8. Os regimes específicos do setor alimentício
A Reforma Tributária também prevê regimes específicos para determinadas operações econômicas.
No setor alimentício, merecem atenção especial:
● operações monofásicas;
● combustíveis;
● logística;
● exportações;
● cooperativas;
● produtos com alíquota reduzida;
● cesta básica nacional.
A regulamentação prevê tratamento diferenciado para determinados produtos alimentícios considerados essenciais.

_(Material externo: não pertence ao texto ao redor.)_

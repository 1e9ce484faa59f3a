use crate::frame::Frame;
use crate::module::{AnalysisModule, ModuleErrorKind, ModuleOutput};
use async_trait::async_trait;
use parking_lot::Mutex;
use serde_json::Value;
use std::sync::atomic::{AtomicBool, Ordering};
use std::time::Instant;
use synopticon_types::{now_ms, AnalysisResult, ErrorKind, ErrorRecord, PipelineDescriptor, PipelineState};
use tracing::{info_span, Instrument};

#[derive(Debug, Clone, Copy, PartialEq, Eq)]
enum InitState {
    NotInitialized,
    Initialized,
    FailedInit,
    CleanedUp,
}

/// A point-in-time status projection, the payload of `get_status` (spec
/// §4.C).
#[derive(Debug, Clone)]
pub struct PipelineStatus {
    pub name: String,
    pub initialized: bool,
    pub healthy: bool,
    pub last_latency_ms: f64,
    pub fps: f64,
}

/// Object-safe facade the orchestrator holds over heterogeneous pipelines.
/// Implemented generically by `Pipeline<M>` below.
#[async_trait]
pub trait PipelineHandle: Send + Sync {
    fn descriptor(&self) -> &PipelineDescriptor;
    async fn initialize(&self, config: Value) -> Result<(), ErrorRecord>;
    async fn process(&self, frame: Frame) -> AnalysisResult;
    async fn cleanup(&self);
    fn get_status(&self) -> PipelineStatus;
    fn get_metrics(&self) -> PipelineState;
}

/// The uniform lifecycle wrapper around one `AnalysisModule` instance
/// (spec §4.C). Exclusively owns the module's `PipelineState` (spec §3
/// Ownership); the orchestrator never mutates it directly.
pub struct Pipeline<M: AnalysisModule> {
    descriptor: PipelineDescriptor,
    module: M,
    state: Mutex<PipelineState>,
    init_state: Mutex<InitState>,
    // Serializes `process` for non-reentrant pipelines. `None` when the
    // descriptor declares `reentrant: true`.
    process_lock: Option<tokio::sync::Mutex<()>>,
    initializing: AtomicBool,
}

impl<M: AnalysisModule> Pipeline<M> {
    pub fn new(descriptor: PipelineDescriptor, module: M) -> Self {
        let process_lock = if descriptor.reentrant {
            None
        } else {
            Some(tokio::sync::Mutex::new(()))
        };
        Self {
            descriptor,
            module,
            state: Mutex::new(PipelineState::default()),
            init_state: Mutex::new(InitState::NotInitialized),
            process_lock,
            initializing: AtomicBool::new(false),
        }
    }
}

#[async_trait]
impl<M: AnalysisModule> PipelineHandle for Pipeline<M> {
    fn descriptor(&self) -> &PipelineDescriptor {
        &self.descriptor
    }

    async fn initialize(&self, config: Value) -> Result<(), ErrorRecord> {
        {
            let guard = self.init_state.lock();
            if *guard == InitState::Initialized {
                // Idempotent re-initialization: ok without side effects.
                return Ok(());
            }
        }
        if self
            .initializing
            .compare_exchange(false, true, Ordering::SeqCst, Ordering::SeqCst)
            .is_err()
        {
            // Another caller is already initializing; treat as success once
            // it lands, matching "idempotent" intent without double-firing
            // the module's side effects.
            return Ok(());
        }
        let result = self.module.initialize(&config).await;
        self.initializing.store(false, Ordering::SeqCst);
        match result {
            Ok(()) => {
                *self.init_state.lock() = InitState::Initialized;
                let mut state = self.state.lock();
                state.initialized = true;
                state.recompute_health();
                Ok(())
            }
            Err(err) => {
                *self.init_state.lock() = InitState::FailedInit;
                Err(ErrorRecord::new(
                    ErrorKind::Initialization,
                    err.message,
                    self.descriptor.name.clone(),
                    now_ms(),
                ))
            }
        }
    }

    async fn process(&self, frame: Frame) -> AnalysisResult {
        let ts = now_ms();
        {
            let guard = self.init_state.lock();
            if *guard != InitState::Initialized {
                // process before initialize, after cleanup, or after a
                // failed initialize: always `initialization` failure, and
                // per spec, counters are not incremented in this case.
                return AnalysisResult::make_failure(
                    ErrorRecord::new(
                        ErrorKind::Initialization,
                        "pipeline is not initialized",
                        self.descriptor.name.clone(),
                        ts,
                    ),
                    ts,
                );
            }
        }

        let _serialize_guard = match &self.process_lock {
            Some(lock) => Some(lock.lock().await),
            None => None,
        };

        let span = info_span!("pipeline_process", pipeline = %self.descriptor.name);
        let start = Instant::now();
        let outcome = self.module.process(&frame).instrument(span).await;
        let latency_ms = start.elapsed().as_secs_f64() * 1000.0;

        match outcome {
            Ok(ModuleOutput { faces, audio, metadata }) => {
                {
                    let mut state = self.state.lock();
                    state.record_success(latency_ms, ts);
                }
                AnalysisResult::make_success(self.descriptor.name.clone(), ts, latency_ms, faces, audio, metadata)
            }
            Err(err) => {
                {
                    let mut state = self.state.lock();
                    state.record_failure(latency_ms, ts);
                }
                let kind = match err.kind {
                    ModuleErrorKind::Initialization => ErrorKind::Initialization,
                    ModuleErrorKind::ModelUnavailable => ErrorKind::ModelUnavailable,
                    ModuleErrorKind::ResourceExhausted => ErrorKind::ResourceExhausted,
                    ModuleErrorKind::Other => ErrorKind::Unknown,
                };
                AnalysisResult::make_failure(
                    ErrorRecord::new(kind, err.message, self.descriptor.name.clone(), ts),
                    ts,
                )
            }
        }
    }

    async fn cleanup(&self) {
        self.module.cleanup().await;
        *self.init_state.lock() = InitState::CleanedUp;
        let mut state = self.state.lock();
        state.initialized = false;
        state.recompute_health();
    }

    fn get_status(&self) -> PipelineStatus {
        let state = self.state.lock();
        PipelineStatus {
            name: self.descriptor.name.clone(),
            initialized: state.initialized,
            healthy: state.healthy,
            last_latency_ms: state.last_latency_ms,
            fps: state.current_fps,
        }
    }

    fn get_metrics(&self) -> PipelineState {
        *self.state.lock()
    }
}

#[cfg(test)]
mod tests {
    use super::*;
    use crate::module::ModuleError;
    use std::collections::BTreeSet;
    use synopticon_types::{Capability, Impact, PerformanceProfile};

    struct AlwaysOk;
    #[async_trait]
    impl AnalysisModule for AlwaysOk {
        async fn process(&self, _frame: &Frame) -> Result<ModuleOutput, ModuleError> {
            Ok(ModuleOutput::default())
        }
    }

    fn descriptor() -> PipelineDescriptor {
        let mut caps = BTreeSet::new();
        let _ = caps.insert(Capability::FaceDetection);
        PipelineDescriptor::new(
            "Pα",
            "1.0.0",
            caps,
            PerformanceProfile {
                fps: 30,
                latency_ms: 20,
                cpu: Impact::Low,
                memory: Impact::Low,
                battery: Impact::Low,
                model_size_mb: 1.0,
            },
        )
    }

    fn frame() -> Frame {
        Frame::new("cam0", 1, vec![], BTreeSet::new())
    }

    #[tokio::test]
    async fn process_before_initialize_fails_without_counting() {
        let pipeline = Pipeline::new(descriptor(), AlwaysOk);
        let result = pipeline.process(frame()).await;
        assert!(result.is_failure());
        assert_eq!(pipeline.get_metrics().frames_processed, 0);
    }

    #[tokio::test]
    async fn reinitializing_is_idempotent() {
        let pipeline = Pipeline::new(descriptor(), AlwaysOk);
        pipeline.initialize(Value::Null).await.unwrap();
        pipeline.initialize(Value::Null).await.unwrap();
        assert!(pipeline.get_status().initialized);
    }

    #[tokio::test]
    async fn process_after_cleanup_fails() {
        let pipeline = Pipeline::new(descriptor(), AlwaysOk);
        pipeline.initialize(Value::Null).await.unwrap();
        pipeline.cleanup().await;
        let result = pipeline.process(frame()).await;
        assert!(result.is_failure());
    }
}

A definição da cesta básica nacional e dos produtos sujeitos à redução de alíquota terá impacto direto:
● na precificação;
● no fluxo de caixa;
● na margem operacional;
● na competitividade das empresas.

9. O impacto operacional nas empresas do setor
A reforma não representa apenas mudança legislativa.

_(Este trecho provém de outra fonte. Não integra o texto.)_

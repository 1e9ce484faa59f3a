use crate::distributor::{Distributor, DistributorError, DistributorHealth};
use async_trait::async_trait;
use std::sync::atomic::{AtomicBool, AtomicU64, Ordering};
use std::time::Duration;
use tokio::sync::broadcast;
use uuid::Uuid;

const HEARTBEAT_INTERVAL: Duration = Duration::from_secs(15);

/// Server-pushed only: there is no remote peer to dial, so `connect` just
/// starts the heartbeat task and `send` publishes onto a broadcast channel
/// that the control API's `/api/distribution/streams/{id}/events` handler
/// subscribes to per client (spec §4.G "format `event:…\ndata:JSON\n\n`.
/// Heartbeat comment every 15 s").
pub struct SseDistributor {
    sender: broadcast::Sender<Vec<u8>>,
    running: AtomicBool,
    dropped: AtomicU64,
}

impl SseDistributor {
    pub fn new() -> Self {
        let (sender, _) = broadcast::channel(256);
        Self { sender, running: AtomicBool::new(false), dropped: AtomicU64::new(0) }
    }

    pub fn subscribe(&self) -> broadcast::Receiver<Vec<u8>> {
        self.sender.subscribe()
    }
}

impl Default for SseDistributor {
    fn default() -> Self {
        Self::new()
    }
}

fn format_frame(event: &str, data: &[u8]) -> Vec<u8> {
    let mut frame = Vec::with_capacity(data.len() + event.len() + 16);
    frame.extend_from_slice(b"event:");
    frame.extend_from_slice(event.as_bytes());
    frame.extend_from_slice(b"\ndata:");
    frame.extend_from_slice(data);
    frame.extend_from_slice(b"\n\n");
    frame
}

#[async_trait]
impl Distributor for SseDistributor {
    async fn connect(&self) -> Result<(), DistributorError> {
        if self.running.swap(true, Ordering::SeqCst) {
            return Ok(());
        }
        let sender = self.sender.clone();
        tokio::spawn(async move {
            let mut ticker = tokio::time::interval(HEARTBEAT_INTERVAL);
            loop {
                ticker.tick().await;
                let _ = sender.send(b": heartbeat\n\n".to_vec());
            }
        });
        Ok(())
    }

    async fn send(&self, _stream: Uuid, payload: &[u8]) -> Result<(), DistributorError> {
        if !self.running.load(Ordering::SeqCst) {
            self.connect().await?;
        }
        let frame = format_frame("result", payload);
        // `send` on a broadcast channel only fails when there are zero
        // receivers; an SSE sink with no subscribers simply has nothing to
        // deliver to yet, which is not an error condition worth
        // propagating to the stream's failure counter.
        if self.sender.send(frame).is_err() {
            self.dropped.fetch_add(1, Ordering::Relaxed);
        }
        Ok(())
    }

    async fn disconnect(&self) {
        self.running.store(false, Ordering::SeqCst);
    }

    fn health(&self) -> DistributorHealth {
        DistributorHealth {
            connected: self.running.load(Ordering::SeqCst),
            queue_depth: self.sender.receiver_count(),
            dropped: self.dropped.load(Ordering::Relaxed),
        }
    }

    fn as_sse(&self) -> Option<&SseDistributor> {
        Some(self)
    }
}

#[cfg(test)]
mod tests {
    use super::*;

    #[test]
    fn frame_uses_event_and_data_lines() {
        let frame = format_frame("result", b"{}");
        assert_eq!(frame, b"event:result\ndata:{}\n\n".to_vec());
    }

    #[tokio::test]
    async fn send_delivers_to_a_live_subscriber() {
        let distributor = SseDistributor::new();
        let mut rx = distributor.subscribe();
        distributor.connect().await.unwrap();
        distributor.send(Uuid::nil(), b"{\"a\":1}").await.unwrap();
        let received = rx.recv().await.unwrap();
        assert_eq!(received, b"event:result\ndata:{\"a\":1}\n\n".to_vec());
    }
}
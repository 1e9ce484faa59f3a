//! The uniform `{success, data?, error?, timestamp}` response envelope
//! every route in spec §6 returns, success or failure alike.

use axum::http::StatusCode;
use axum::response::{IntoResponse, Response};
use axum::Json;
use serde::Serialize;
use serde_json::Value;
use synopticon_types::now_ms;

#[derive(Debug, Serialize)]
pub struct Envelope {
    pub success: bool,
    #[serde(skip_serializing_if = "Option::is_none")]
    pub data: Option<Value>,
    #[serde(skip_serializing_if = "Option::is_none")]
    pub error: Option<Value>,
    pub timestamp: i64,
}

/// Wraps `data` into a `success: true` envelope with HTTP 200.
pub fn ok<T: Serialize>(data: T) -> Response {
    (
        StatusCode::OK,
        Json(Envelope { success: true, data: Some(serde_json::to_value(data).unwrap_or(Value::Null)), error: None, timestamp: now_ms() }),
    )
        .into_response()
}

/// Wraps an error into a `success: false` envelope at the given HTTP
/// status (spec §7's per-`ErrorKind` posture table).
pub fn error(status: StatusCode, kind: &str, message: impl Into<String>) -> Response {
    (
        status,
        Json(Envelope {
            success: false,
            data: None,
            error: Some(serde_json::json!({"kind": kind, "message": message.into()})),
            timestamp: now_ms(),
        }),
    )
        .into_response()
}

Ela exige profunda reorganização operacional.
As empresas do setor alimentício precisarão revisar:
● ERPs;
● parametrizações fiscais;
● cadastro de produtos;
● contratos comerciais;
● precificação;
● controles de estoque;
● logística;
● integração entre departamentos.
A adaptação envolve diretamente:
● fiscal;
● contabilidade;
● tecnologia da informação;
● compras;
● faturamento;
● controladoria;
● compliance.
O novo modelo aumenta significativamente a dependência de dados corretos e integrados.

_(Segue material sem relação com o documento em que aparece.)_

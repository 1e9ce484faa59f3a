//! A single typed event bus with topic constants (spec §4.I, design note
//! "a single, typed event bus ... each component publishes, it does not
//! maintain its own subscriber list"), replacing the source's per-component
//! callback arrays.

use parking_lot::Mutex;
use serde::Serialize;
use serde_json::Value;
use std::collections::HashMap;
use std::sync::Arc;
use tokio::sync::broadcast;

/// Topic namespaces. Concrete topics are `stream_created`, `stream_closed`,
/// `stream_failed`, `pipeline_registered`, `pipeline_unregistered`,
/// `quality_change`, and `connected` (the WS greeting event, spec §4.I).
pub mod topics {
    pub const STREAM_CREATED: &str = "stream_created";
    pub const STREAM_CLOSED: &str = "stream_closed";
    pub const STREAM_FAILED: &str = "stream_failed";
    pub const PIPELINE_REGISTERED: &str = "pipeline_registered";
    pub const PIPELINE_UNREGISTERED: &str = "pipeline_unregistered";
    pub const QUALITY_CHANGE: &str = "quality_change";
    pub const CONNECTED: &str = "connected";
}

#[derive(Debug, Clone, Serialize)]
pub struct Event {
    pub topic: String,
    pub payload: Value,
    pub ts: i64,
}

type Handler = Arc<dyn Fn(&Event) + Send + Sync>;

/// Best-effort, in-process publish/subscribe bus. No persistence: a
/// subscriber that wasn't listening when an event fired never sees it
/// (spec §4.I).
pub struct EventBus {
    sender: broadcast::Sender<Event>,
    handlers: Mutex<Vec<(String, Handler)>>,
    last_by_topic: Mutex<HashMap<String, Event>>,
}

impl Default for EventBus {
    fn default() -> Self {
        Self::new(1024)
    }
}

impl EventBus {
    pub fn new(capacity: usize) -> Self {
        let (sender, _) = broadcast::channel(capacity);
        Self { sender, handlers: Mutex::new(Vec::new()), last_by_topic: Mutex::new(HashMap::new()) }
    }

    /// The most recently published event on one topic, if any. Used by
    /// late subscribers (and tests) that need the current value of a
    /// topic rather than only future events (SPEC_FULL.md §11: "Event bus
    /// replay snapshot").
    pub fn last(&self, topic: &str) -> Option<Event> {
        self.last_by_topic.lock().get(topic).cloned()
    }

    /// Every topic's most recently published event, keyed by topic. The
    /// WS status channel's `connected` greeting composes this with live
    /// stream/pipeline state rather than replacing it — this snapshot only
    /// covers what actually flowed through the bus.
    pub fn snapshot(&self) -> Vec<Event> {
        self.last_by_topic.lock().values().cloned().collect()
    }

    /// Subscribe for a broadcast-style receiver (used by the Control API's
    /// WebSocket bridge to forward every event to connected clients).
    pub fn subscribe(&self) -> broadcast::Receiver<Event> {
        self.sender.subscribe()
    }

    /// Registers a synchronous, in-process handler for one exact topic.
    /// Handlers for the same topic are invoked sequentially in registration
    /// order; a panicking handler is isolated and does not prevent later
    /// handlers (same topic or others) from running, matching spec §4.I
    /// "errors isolated".
    pub fn on(&self, topic: impl Into<String>, handler: Handler) {
        self.handlers.lock().push((topic.into(), handler));
    }

    pub fn publish(&self, topic: &str, payload: Value, ts: i64) {
        let event = Event { topic: topic.to_string(), payload, ts };
        self.last_by_topic.lock().insert(topic.to_string(), event.clone());
        // Broadcast first so subscribers see events in genuine publish
        // order even if a handler panics below.
        let _ = self.sender.send(event.clone());

        let handlers: Vec<Handler> = {
            let guard = self.handlers.lock();
            guard.iter().filter(|(t, _)| t == topic).map(|(_, h)| h.clone()).collect()
        };
        for handler in handlers {
            let result = std::panic::catch_unwind(std::panic::AssertUnwindSafe(|| handler(&event)));
            if result.is_err() {
                tracing::error!(topic = %event.topic, "event handler panicked; isolated");
            }
        }
    }
}

#[cfg(test)]
mod tests {
    use super::*;

    #[tokio::test]
    async fn subscribers_receive_published_events_in_order() {
        let bus = EventBus::new(16);
        let mut rx = bus.subscribe();
        bus.publish(topics::STREAM_CREATED, Value::Null, 1);
        bus.publish(topics::STREAM_CLOSED, Value::Null, 2);
        let first = rx.recv().await.unwrap();
        let second = rx.recv().await.unwrap();
        assert_eq!(first.topic, topics::STREAM_CREATED);
        assert_eq!(second.topic, topics::STREAM_CLOSED);
    }

    #[test]
    fn snapshot_keeps_only_the_latest_event_per_topic() {
        let bus = EventBus::new(16);
        bus.publish(topics::PIPELINE_REGISTERED, serde_json::json!({"name": "Pα"}), 1);
        bus.publish(topics::PIPELINE_REGISTERED, serde_json::json!({"name": "Pβ"}), 2);
        bus.publish(topics::STREAM_CREATED, Value::Null, 3);
        let snapshot = bus.snapshot();
        assert_eq!(snapshot.len(), 2);
        let latest = bus.last(topics::PIPELINE_REGISTERED).unwrap();
        assert_eq!(latest.payload["name"], "Pβ");
    }

    #[test]
    fn a_panicking_handler_does_not_block_others() {
        let bus = EventBus::new(16);
        let calls = Arc::new(Mutex::new(0));
        let calls2 = calls.clone();
        bus.on(topics::QUALITY_CHANGE, Arc::new(|_e: &Event| panic!("boom")));
        bus.on(topics::QUALITY_CHANGE, Arc::new(move |_e: &Event| *calls2.lock() += 1));
        bus.publish(topics::QUALITY_CHANGE, Value::Null, 1);
        assert_eq!(*calls.lock(), 1);
    }
}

10. O pagamento fracionado a partir de 2027
Outro mecanismo importante previsto na regulamentação é o pagamento fracionado.
O sistema entrará em vigor opcionalmente em 2027 para operações entre contribuintes.
Nesse modelo, o recolhimento poderá ocorrer no momento da liquidação financeira da operação.
O adquirente poderá optar por:
● pagamento fracionado automático;
● recolhimento direto;
● confiança no fornecedor.
Neste último caso, o aproveitamento do crédito dependerá da comprovação do efetivo recolhimento pelo fornecedor.
A sistemática busca ampliar:
● segurança fiscal;
● rastreabilidade;
● controle eletrônico da cadeia econômica.
Para o setor alimentício, que trabalha com múltiplos fornecedores e grande circulação de mercadorias, o modelo exigirá forte integração tecnológica.

11. Os riscos da não adaptação
Apesar da moratória temporária de penalidades durante parte de 2026, as empresas que não iniciarem imediatamente o processo de adequação estarão expostas a riscos relevantes.
Entre os principais riscos destacam-se:
● perda de créditos tributários;
● autuações fiscais futuras;
● inconsistências na apuração assistida;
● aumento indevido da carga tributária;
● falhas na emissão de documentos fiscais;
● impactos financeiros no fluxo de caixa.
A partir de 1.º de janeiro de 2027 ocorrerá:
● a extinção definitiva do PIS e da COFINS;
● o início da cobrança efetiva da CBS;
● aplicação plena das penalidades.
O ambiente de testes de 2026 deve ser utilizado estrategicamente pelas empresas para reorganização e preparação operacional.

12. Considerações finais
A Reforma Tributária representa uma transformação estrutural para o setor de alimentos.
O novo modelo tributário exigirá não apenas atualização legislativa, mas profunda modernização tecnológica, operacional e fiscal das empresas.
A publicação dos regulamentos da CBS e do IBS em 30 de abril de 2026 marcou o início efetivo da implementação técnica da reforma e acelerou a necessidade de adaptação dos contribuintes.
Embora o período de 2026 possua caráter experimental, os impactos operacionais já são imediatos.
As empresas que iniciarem desde já:
● revisão tributária;
● parametrização fiscal;
● adequação tecnológica;
● treinamento das equipes;
● reorganização dos processos internos;
estarão mais preparadas para enfrentar o novo ambiente tributário.
O setor alimentício possui papel estratégico na economia brasileira e será diretamente afetado pela nova sistemática tributária.
Nesse cenário, planejamento, compliance fiscal e adaptação tecnológica deixam de ser diferenciais e passam a representar requisitos essenciais de sobrevivência e competitividade empresarial.